* **About this exercise**
From the data below, copy out every line in which the word "DataError" occurs.
___ Extracted entries
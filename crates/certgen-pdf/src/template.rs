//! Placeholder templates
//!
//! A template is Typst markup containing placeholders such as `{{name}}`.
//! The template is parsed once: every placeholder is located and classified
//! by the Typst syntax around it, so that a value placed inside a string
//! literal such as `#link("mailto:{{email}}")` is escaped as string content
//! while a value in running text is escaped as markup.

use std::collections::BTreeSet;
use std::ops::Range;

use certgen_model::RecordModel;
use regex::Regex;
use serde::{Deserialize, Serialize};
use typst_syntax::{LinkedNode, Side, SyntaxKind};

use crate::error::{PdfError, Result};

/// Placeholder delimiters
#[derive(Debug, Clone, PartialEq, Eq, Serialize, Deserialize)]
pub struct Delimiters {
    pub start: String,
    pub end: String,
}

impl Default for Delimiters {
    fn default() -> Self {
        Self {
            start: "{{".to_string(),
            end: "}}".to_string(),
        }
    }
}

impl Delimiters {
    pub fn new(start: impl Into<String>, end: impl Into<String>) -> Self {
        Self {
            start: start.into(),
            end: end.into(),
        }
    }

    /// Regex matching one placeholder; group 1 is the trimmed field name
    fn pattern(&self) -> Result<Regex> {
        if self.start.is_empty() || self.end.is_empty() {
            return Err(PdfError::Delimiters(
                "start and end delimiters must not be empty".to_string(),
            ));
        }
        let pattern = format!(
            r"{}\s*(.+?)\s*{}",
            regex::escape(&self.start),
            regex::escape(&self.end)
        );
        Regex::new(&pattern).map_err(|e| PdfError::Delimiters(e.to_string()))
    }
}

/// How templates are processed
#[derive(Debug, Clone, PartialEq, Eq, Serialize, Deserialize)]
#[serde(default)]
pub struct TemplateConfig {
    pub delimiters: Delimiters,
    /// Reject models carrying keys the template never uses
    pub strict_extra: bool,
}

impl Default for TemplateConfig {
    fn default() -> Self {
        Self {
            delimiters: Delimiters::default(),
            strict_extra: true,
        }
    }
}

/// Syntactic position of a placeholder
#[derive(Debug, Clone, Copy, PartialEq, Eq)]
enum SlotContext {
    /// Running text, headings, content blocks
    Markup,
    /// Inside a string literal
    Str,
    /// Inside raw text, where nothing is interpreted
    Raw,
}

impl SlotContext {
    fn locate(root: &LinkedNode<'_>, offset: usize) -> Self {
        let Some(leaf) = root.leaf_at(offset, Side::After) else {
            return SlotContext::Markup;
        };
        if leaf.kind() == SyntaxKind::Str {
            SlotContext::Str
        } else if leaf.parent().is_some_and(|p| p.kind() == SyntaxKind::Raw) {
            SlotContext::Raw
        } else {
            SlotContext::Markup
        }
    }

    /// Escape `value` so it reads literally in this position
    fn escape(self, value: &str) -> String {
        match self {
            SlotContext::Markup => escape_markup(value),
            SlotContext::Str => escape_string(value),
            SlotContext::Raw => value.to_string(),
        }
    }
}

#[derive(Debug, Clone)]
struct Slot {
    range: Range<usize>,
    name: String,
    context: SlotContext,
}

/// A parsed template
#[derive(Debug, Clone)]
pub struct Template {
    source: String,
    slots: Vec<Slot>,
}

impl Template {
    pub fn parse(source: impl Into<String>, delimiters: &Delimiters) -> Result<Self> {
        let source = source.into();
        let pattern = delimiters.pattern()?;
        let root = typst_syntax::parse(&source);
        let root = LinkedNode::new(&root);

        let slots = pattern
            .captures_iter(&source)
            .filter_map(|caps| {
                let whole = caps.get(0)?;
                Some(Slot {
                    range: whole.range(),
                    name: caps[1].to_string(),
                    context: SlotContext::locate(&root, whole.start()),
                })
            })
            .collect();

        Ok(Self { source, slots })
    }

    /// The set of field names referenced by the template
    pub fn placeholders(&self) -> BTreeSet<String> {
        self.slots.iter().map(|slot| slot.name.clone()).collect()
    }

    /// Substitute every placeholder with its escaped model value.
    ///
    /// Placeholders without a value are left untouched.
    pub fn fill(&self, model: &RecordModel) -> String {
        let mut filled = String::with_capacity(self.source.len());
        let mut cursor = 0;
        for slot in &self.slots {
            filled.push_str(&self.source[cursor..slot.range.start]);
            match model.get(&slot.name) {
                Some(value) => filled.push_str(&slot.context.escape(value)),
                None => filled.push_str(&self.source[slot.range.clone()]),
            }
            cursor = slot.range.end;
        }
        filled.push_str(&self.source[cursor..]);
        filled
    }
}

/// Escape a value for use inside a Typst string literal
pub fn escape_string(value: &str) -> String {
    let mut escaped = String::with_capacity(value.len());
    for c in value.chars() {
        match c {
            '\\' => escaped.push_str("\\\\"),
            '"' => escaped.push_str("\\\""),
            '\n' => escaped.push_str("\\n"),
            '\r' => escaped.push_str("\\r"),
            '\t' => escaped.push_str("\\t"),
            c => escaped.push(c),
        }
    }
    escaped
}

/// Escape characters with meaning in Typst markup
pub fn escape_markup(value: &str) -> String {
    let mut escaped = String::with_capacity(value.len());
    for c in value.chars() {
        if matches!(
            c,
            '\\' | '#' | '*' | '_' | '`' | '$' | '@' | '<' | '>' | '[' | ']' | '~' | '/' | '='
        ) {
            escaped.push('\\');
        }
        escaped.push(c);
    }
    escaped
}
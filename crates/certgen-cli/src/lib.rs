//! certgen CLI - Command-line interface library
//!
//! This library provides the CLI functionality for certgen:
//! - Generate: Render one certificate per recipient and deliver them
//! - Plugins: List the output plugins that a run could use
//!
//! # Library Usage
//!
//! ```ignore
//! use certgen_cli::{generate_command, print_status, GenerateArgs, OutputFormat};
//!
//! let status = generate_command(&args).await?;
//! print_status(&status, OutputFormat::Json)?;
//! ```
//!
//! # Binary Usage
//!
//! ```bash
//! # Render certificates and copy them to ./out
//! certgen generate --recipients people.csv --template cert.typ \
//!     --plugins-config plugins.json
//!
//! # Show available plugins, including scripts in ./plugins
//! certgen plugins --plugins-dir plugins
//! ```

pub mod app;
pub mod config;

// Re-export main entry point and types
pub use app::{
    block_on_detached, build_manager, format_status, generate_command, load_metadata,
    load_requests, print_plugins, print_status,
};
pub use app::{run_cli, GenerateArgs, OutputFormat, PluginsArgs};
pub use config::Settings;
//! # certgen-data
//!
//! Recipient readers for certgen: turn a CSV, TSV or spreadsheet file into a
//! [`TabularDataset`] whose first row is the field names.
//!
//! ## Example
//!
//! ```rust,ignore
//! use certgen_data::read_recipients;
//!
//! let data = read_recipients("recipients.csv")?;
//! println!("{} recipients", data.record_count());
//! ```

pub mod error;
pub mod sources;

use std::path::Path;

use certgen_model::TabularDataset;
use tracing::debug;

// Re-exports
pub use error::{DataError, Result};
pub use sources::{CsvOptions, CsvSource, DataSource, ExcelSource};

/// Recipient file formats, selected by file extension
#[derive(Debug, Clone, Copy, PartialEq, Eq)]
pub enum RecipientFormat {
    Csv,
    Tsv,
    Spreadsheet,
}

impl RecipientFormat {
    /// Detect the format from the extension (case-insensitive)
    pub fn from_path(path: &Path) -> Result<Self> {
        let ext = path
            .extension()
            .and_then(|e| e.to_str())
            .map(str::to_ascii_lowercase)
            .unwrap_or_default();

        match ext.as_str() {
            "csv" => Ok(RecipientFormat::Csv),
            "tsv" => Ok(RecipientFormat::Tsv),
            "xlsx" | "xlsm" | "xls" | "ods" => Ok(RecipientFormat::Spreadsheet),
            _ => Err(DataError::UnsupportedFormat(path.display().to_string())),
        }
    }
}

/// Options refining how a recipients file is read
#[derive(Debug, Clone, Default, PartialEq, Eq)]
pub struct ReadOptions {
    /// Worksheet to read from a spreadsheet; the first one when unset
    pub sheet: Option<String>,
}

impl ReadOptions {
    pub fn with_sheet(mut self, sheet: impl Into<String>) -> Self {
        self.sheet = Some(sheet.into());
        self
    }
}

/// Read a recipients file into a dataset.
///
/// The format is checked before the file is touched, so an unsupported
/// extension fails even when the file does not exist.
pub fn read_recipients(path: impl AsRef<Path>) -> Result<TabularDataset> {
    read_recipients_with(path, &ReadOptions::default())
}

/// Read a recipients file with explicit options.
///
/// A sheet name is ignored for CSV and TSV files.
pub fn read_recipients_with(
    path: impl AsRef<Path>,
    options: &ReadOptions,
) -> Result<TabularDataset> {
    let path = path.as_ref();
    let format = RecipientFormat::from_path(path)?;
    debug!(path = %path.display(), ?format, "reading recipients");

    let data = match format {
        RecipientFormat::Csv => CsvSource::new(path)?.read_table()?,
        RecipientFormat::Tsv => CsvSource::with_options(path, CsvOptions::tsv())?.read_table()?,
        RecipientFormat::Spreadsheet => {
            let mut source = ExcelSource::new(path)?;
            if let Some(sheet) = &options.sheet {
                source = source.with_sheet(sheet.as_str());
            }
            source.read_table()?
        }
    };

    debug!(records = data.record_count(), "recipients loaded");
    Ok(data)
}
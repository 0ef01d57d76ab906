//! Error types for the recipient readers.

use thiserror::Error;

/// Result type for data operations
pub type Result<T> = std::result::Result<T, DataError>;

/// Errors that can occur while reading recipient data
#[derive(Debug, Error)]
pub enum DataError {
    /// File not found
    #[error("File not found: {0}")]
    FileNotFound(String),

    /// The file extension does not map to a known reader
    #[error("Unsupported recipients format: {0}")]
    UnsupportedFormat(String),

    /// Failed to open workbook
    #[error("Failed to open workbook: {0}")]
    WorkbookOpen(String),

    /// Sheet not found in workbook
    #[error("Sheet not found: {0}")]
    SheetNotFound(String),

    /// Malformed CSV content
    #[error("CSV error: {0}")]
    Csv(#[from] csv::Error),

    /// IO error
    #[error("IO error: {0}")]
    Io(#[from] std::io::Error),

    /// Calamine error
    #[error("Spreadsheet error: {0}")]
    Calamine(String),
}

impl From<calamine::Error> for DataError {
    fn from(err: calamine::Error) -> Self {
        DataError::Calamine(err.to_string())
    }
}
______
* **Output for this exercise**
pub use error::{DataError, Result};
            _ => Err(DataError::UnsupportedFormat(path.display().to_string())),
pub type Result<T> = std::result::Result<T, DataError>;
pub enum DataError {
impl From<calamine::Error> for DataError {
        DataError::Calamine(err.to_string())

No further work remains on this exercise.